The Art of Healing: Art by Breast Cancer Survivors

Breast cancer survivor Talia Shaleet with her artwork

Everyone is aware of the level of expert care that Rabin Medical Center offers to its patients. What is less well known, however, is the degree of thought that goes into planning and managing a patient's care. Essential to this process is the emotional well-being of each and every patient. As you will discover, care at Rabin Medical Center is clearly a science but also an art.

The case of Talia Shaleet proves this point. Three years ago, Talia, a spirited and stylish blond with sparkling sapphire-blue eyes received the diagnosis that she had breast cancer. Talia was classified as a "high risk" patient because her mother had also been stricken with cancer and ultimately died from the disease.

Unlike her mother, Talia—married, a mother of three and an interior decorator by trade—was treated at the Davidoff Cancer Center at Rabin Medical Center. Talia came to understand that a patient's state of mind and level of emotional strength, coupled with support from family and friends, could and would make all the healing difference in the world. In addition to the expert medical treatment received from her caring physician Dr. Salomon Stemmer, treatment that included chemotherapy and surgery, Talia met regularly with a psychologist and a nursing coordinator to nourish Talia's emotional well-being. "Had my mother been privy to the same cutting edge treatment that was available to me at the Davidoff Center," said Talia, "perhaps she would have beaten the odds."

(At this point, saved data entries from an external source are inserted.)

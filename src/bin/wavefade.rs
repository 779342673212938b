use std::{
    path::{Path, PathBuf},
    time::Duration,
};

use anyhow::Context as _;
use clap::{Parser, Subcommand};

use wavefade::{CaptionLine, LineSchedule, lrc_to_srt, parse_lrc, parse_srt, resolve_fade_windows};

#[derive(Parser, Debug)]
#[command(name = "wavefade", version)]
struct Cli {
    #[command(subcommand)]
    cmd: Command,
}

#[derive(Subcommand, Debug)]
enum Command {
    /// Resolve caption fade windows and print them as JSON.
    Windows(WindowsArgs),
    /// Convert an .lrc lyric file to SRT text.
    Srt(SrtArgs),
}

#[derive(Parser, Debug)]
struct WindowsArgs {
    /// Input caption file (.srt, or .lrc by extension).
    #[arg(long = "in")]
    in_path: PathBuf,

    /// Fade-in duration in seconds.
    #[arg(long, default_value_t = 0.5)]
    fade_in: f64,

    /// Fade-out duration in seconds.
    #[arg(long, default_value_t = 0.5)]
    fade_out: f64,

    /// How long the last .lrc line stays on screen, in seconds.
    #[arg(long, default_value_t = 5.0)]
    last_line_hold: f64,

    /// Also project the windows onto this frame rate and print per-line
    /// frame schedules instead of raw windows.
    #[arg(long)]
    fps: Option<u32>,
}

#[derive(Parser, Debug)]
struct SrtArgs {
    /// Input .lrc lyric file.
    #[arg(long = "in")]
    in_path: PathBuf,

    /// How long the last line stays on screen, in seconds.
    #[arg(long, default_value_t = 5.0)]
    last_line_hold: f64,
}

fn main() -> anyhow::Result<()> {
    let cli = Cli::parse();
    match cli.cmd {
        Command::Windows(args) => cmd_windows(args),
        Command::Srt(args) => cmd_srt(args),
    }
}

fn read_captions(path: &Path, last_line_hold: f64) -> anyhow::Result<Vec<CaptionLine>> {
    let text = std::fs::read_to_string(path)
        .with_context(|| format!("read caption file '{}'", path.display()))?;
    let lines = if path.extension().is_some_and(|e| e.eq_ignore_ascii_case("lrc")) {
        parse_lrc(&text, Duration::from_secs_f64(last_line_hold))?
    } else {
        parse_srt(&text)?
    };
    Ok(lines)
}

fn cmd_windows(args: WindowsArgs) -> anyhow::Result<()> {
    anyhow::ensure!(
        args.fade_in > 0.0 && args.fade_out > 0.0,
        "fade durations must be positive"
    );
    anyhow::ensure!(args.last_line_hold >= 0.0, "last-line-hold must be >= 0");
    let lines = read_captions(&args.in_path, args.last_line_hold)?;
    let windows = resolve_fade_windows(
        &lines,
        Duration::from_secs_f64(args.fade_in),
        Duration::from_secs_f64(args.fade_out),
    )?;

    let stdout = std::io::stdout().lock();
    match args.fps {
        Some(fps) => {
            let schedules: Vec<LineSchedule> =
                windows.iter().map(|w| LineSchedule::project(w, fps)).collect();
            serde_json::to_writer_pretty(stdout, &schedules)?;
        }
        None => serde_json::to_writer_pretty(stdout, &windows)?,
    }
    println!();
    Ok(())
}

fn cmd_srt(args: SrtArgs) -> anyhow::Result<()> {
    anyhow::ensure!(args.last_line_hold >= 0.0, "last-line-hold must be >= 0");
    let text = std::fs::read_to_string(&args.in_path)
        .with_context(|| format!("read lyric file '{}'", args.in_path.display()))?;
    let srt = lrc_to_srt(&text, Duration::from_secs_f64(args.last_line_hold))?;
    print!("{srt}");
    Ok(())
}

Frieda Ohayon was that nursing coordinator—that special addition to the healing network that has helped to solidify Rabin Medical Center's reputation for patient care. Frieda's guidance, advocacy and support have made a world of difference in Talia's life, as well to the lives of so many others. Nurse Coordinator at The Davidoff Center, Frieda serves as a guide to navigate the way for patients like Talia who have been diagnosed with breast cancer. Frieda is present from the moment the doctor confirms the diagnosis and accompanies the patient through the processes of surgery, the aftermath of surgery, treatment and post treatment.

The origin of the idea of adding a nursing coordinator to the network of healing, itself, proves to be an amazing story. In 1996, Susan Sered, Assistant Professor at Suffolk University in Boston and alumni of Hebrew University in Jerusalem, conducted a study on women with breast cancer. Her research concluded that the process of dealing with hospital protocol and bureaucracy was emotionally demanding for patients who have just been diagnosed with breast cancer. Her research demonstrated that patients cited nurses as one of the most helpful figures at hospitals during cancer treatment. Based upon this and other findings, the Ministry of Health and the Israel Cancer Association created the position of "nurse coordinator."

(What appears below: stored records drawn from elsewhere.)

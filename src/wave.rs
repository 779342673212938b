use crate::error::{WavefadeError, WavefadeResult};

/// Already-decoded PCM samples, peak-normalized to `[-1, 1]`.
///
/// Decoding stays outside this crate; callers hand in interleaved samples
/// from whatever reader they use. An all-silent buffer normalizes to zeros.
#[derive(Clone, Debug)]
pub struct SampleBuffer {
    channels: u16,
    samples: Vec<f32>,
}

impl SampleBuffer {
    pub fn from_interleaved_i16(raw: &[i16], channels: u16) -> WavefadeResult<Self> {
        if channels == 0 {
            return Err(WavefadeError::config("sample buffer needs >= 1 channel"));
        }
        if raw.len() % channels as usize != 0 {
            return Err(WavefadeError::config(
                "interleaved sample count must be a multiple of the channel count",
            ));
        }
        // abs() via i32: i16::MIN has no i16 absolute value.
        let peak = raw.iter().map(|s| i32::from(*s).abs()).max().unwrap_or(0);
        let scale = if peak == 0 { 0.0 } else { 1.0 / peak as f32 };
        Ok(Self {
            channels,
            samples: raw.iter().map(|s| f32::from(*s) * scale).collect(),
        })
    }

    /// Number of per-channel sample frames.
    pub fn sample_frames(&self) -> usize {
        self.samples.len() / self.channels as usize
    }

    pub fn channels(&self) -> u16 {
        self.channels
    }

    /// `(left, right)` magnitudes at sample frame `pos`, in `[0, 1]`.
    ///
    /// Mono buffers duplicate their single channel; positions past the end
    /// read as silence, which is what the tail of a scrolled-out waveform
    /// should draw.
    pub fn magnitudes_at(&self, pos: usize) -> (f32, f32) {
        if pos >= self.sample_frames() {
            return (0.0, 0.0);
        }
        let base = pos * self.channels as usize;
        let left = self.samples[base].abs();
        let right = if self.channels > 1 {
            self.samples[base + 1].abs()
        } else {
            left
        };
        (left, right)
    }
}

/// Maps video frames onto sample positions for a scrolling waveform.
///
/// Each frame advances the wave strip by `speed` pixel columns; each column
/// represents `floor(sample_rate / fps / speed)` sample frames.
#[derive(Clone, Copy, Debug)]
pub struct WaveTimeline {
    samples_per_column: usize,
    speed: u32,
}

impl WaveTimeline {
    pub fn new(sample_rate: u32, fps: u32, speed: u32) -> WavefadeResult<Self> {
        if sample_rate == 0 || fps == 0 || speed == 0 {
            return Err(WavefadeError::config(
                "wave timeline needs non-zero sample rate, fps and speed",
            ));
        }
        let samples_per_column =
            (f64::from(sample_rate) / f64::from(fps) / f64::from(speed)).floor() as usize;
        if samples_per_column == 0 {
            return Err(WavefadeError::config(
                "speed * fps exceeds the audio sample rate; nothing to draw per column",
            ));
        }
        Ok(Self {
            samples_per_column,
            speed,
        })
    }

    pub fn speed(&self) -> u32 {
        self.speed
    }

    pub fn samples_per_column(&self) -> usize {
        self.samples_per_column
    }

    /// The `speed` fresh column magnitudes revealed on frame `n`.
    pub fn columns(&self, buf: &SampleBuffer, frame: u64) -> Vec<(f32, f32)> {
        (0..self.speed)
            .map(|i| {
                let pos = (frame as usize * self.speed as usize + i as usize)
                    * self.samples_per_column;
                buf.magnitudes_at(pos)
            })
            .collect()
    }
}

/// Video length in frames for `sample_frames` of audio: `ceil(n / rate * fps)`.
pub fn frame_count(sample_frames: usize, sample_rate: u32, fps: u32) -> u64 {
    (sample_frames as f64 / f64::from(sample_rate) * f64::from(fps)).ceil() as u64
}

/// Frames needed for a fully drawn wave strip to scroll off screen.
pub fn drain_frames(strip_width_px: u32, speed: u32) -> u64 {
    u64::from(strip_width_px.div_ceil(speed))
}

#[cfg(test)]
mod tests {
    use super::*;

    #[test]
    fn normalization_scales_to_the_loudest_sample() {
        let buf = SampleBuffer::from_interleaved_i16(&[100, -200, 50, 400], 2).unwrap();
        assert_eq!(buf.sample_frames(), 2);
        assert_eq!(buf.magnitudes_at(0), (0.25, 0.5));
        assert_eq!(buf.magnitudes_at(1), (0.125, 1.0));
    }

    #[test]
    fn silent_buffer_normalizes_to_zeros() {
        let buf = SampleBuffer::from_interleaved_i16(&[0, 0, 0, 0], 2).unwrap();
        assert_eq!(buf.magnitudes_at(0), (0.0, 0.0));
    }

    #[test]
    fn mono_duplicates_and_past_end_is_silent() {
        let buf = SampleBuffer::from_interleaved_i16(&[-300, 150], 1).unwrap();
        assert_eq!(buf.magnitudes_at(0), (1.0, 1.0));
        assert_eq!(buf.magnitudes_at(1), (0.5, 0.5));
        assert_eq!(buf.magnitudes_at(2), (0.0, 0.0));
    }

    #[test]
    fn ragged_interleaving_is_rejected() {
        assert!(SampleBuffer::from_interleaved_i16(&[1, 2, 3], 2).is_err());
        assert!(SampleBuffer::from_interleaved_i16(&[1, 2], 0).is_err());
    }

    #[test]
    fn timeline_column_positions_step_by_floor_ratio() {
        // 48000 / 60 / 5 = 160 samples per column.
        let tl = WaveTimeline::new(48_000, 60, 5).unwrap();
        assert_eq!(tl.samples_per_column(), 160);

        let raw: Vec<i16> = (0..48_000).map(|i| (i % 1000) as i16).collect();
        let buf = SampleBuffer::from_interleaved_i16(&raw, 1).unwrap();
        let cols = tl.columns(&buf, 2);
        assert_eq!(cols.len(), 5);
        // Frame 2 starts at column 10 -> sample position 1600.
        assert_eq!(cols[0], buf.magnitudes_at(1_600));
        assert_eq!(cols[4], buf.magnitudes_at(2_240));
    }

    #[test]
    fn timeline_rejects_degenerate_ratios() {
        assert!(WaveTimeline::new(0, 60, 5).is_err());
        // 8000 samples/s cannot feed 60fps * 200px columns.
        assert!(WaveTimeline::new(8_000, 60, 200).is_err());
    }

    #[test]
    fn frame_count_rounds_up() {
        assert_eq!(frame_count(48_000, 48_000, 60), 60);
        assert_eq!(frame_count(48_001, 48_000, 60), 61);
        assert_eq!(frame_count(0, 48_000, 60), 0);
    }

    #[test]
    fn drain_frames_covers_the_last_partial_step() {
        assert_eq!(drain_frames(1_600, 5), 320);
        assert_eq!(drain_frames(1_601, 5), 321);
    }
}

It was during one of their weekly meetings that Frieda and Talia discussed the idea of creating an art exhibit for women who have breast cancer. Hence, the idea was born out of collaboration between the healer and the one being healed. "When you spend so much time in a place, it starts to feel like a second home," said Talia, "the staff at Davidoff is amazing and one feels the need to give something back."

During its first year, 12 breast cancer patients joined together as exhibitors. By the following year, the number of exhibitors grew to 17. The annual exhibit has been highly praised by both patients who are given an artistic channel to express their experiences and by viewers who are mesmerized by the depth of emotion displayed in the work. This, in turn, has generated growing interest and support demonstrated by the continuous inquiry about opportunities for participation. A sense of strength, integrity and hope is transmitted through the color and movement of each work. The exhibit symbolizes the journey for women who come to The Davidoff Center to be treated and stands as testimony to those who, during and after treatment, have become inspired to offer others hope that they—like Talia—will be cared for by the loving staff of Rabin Medical Center.

Rabin Medical Center believes strongly in the art of healing and in the healing arts. The artwork, sculptures, and landscaping that grace the hospital are integral parts of the healing environment.

The Davidoff Center addresses the medical needs of approximately 600 new breast cancer patients annually. As important as the advanced medical care breast cancer patients receive from doctors, nurses, social workers, psychologist and integrative healers, the contributions of a guide and friend like Frieda will make the journey seem a little less daunting. Medicine is, indeed, just as much art as it is science.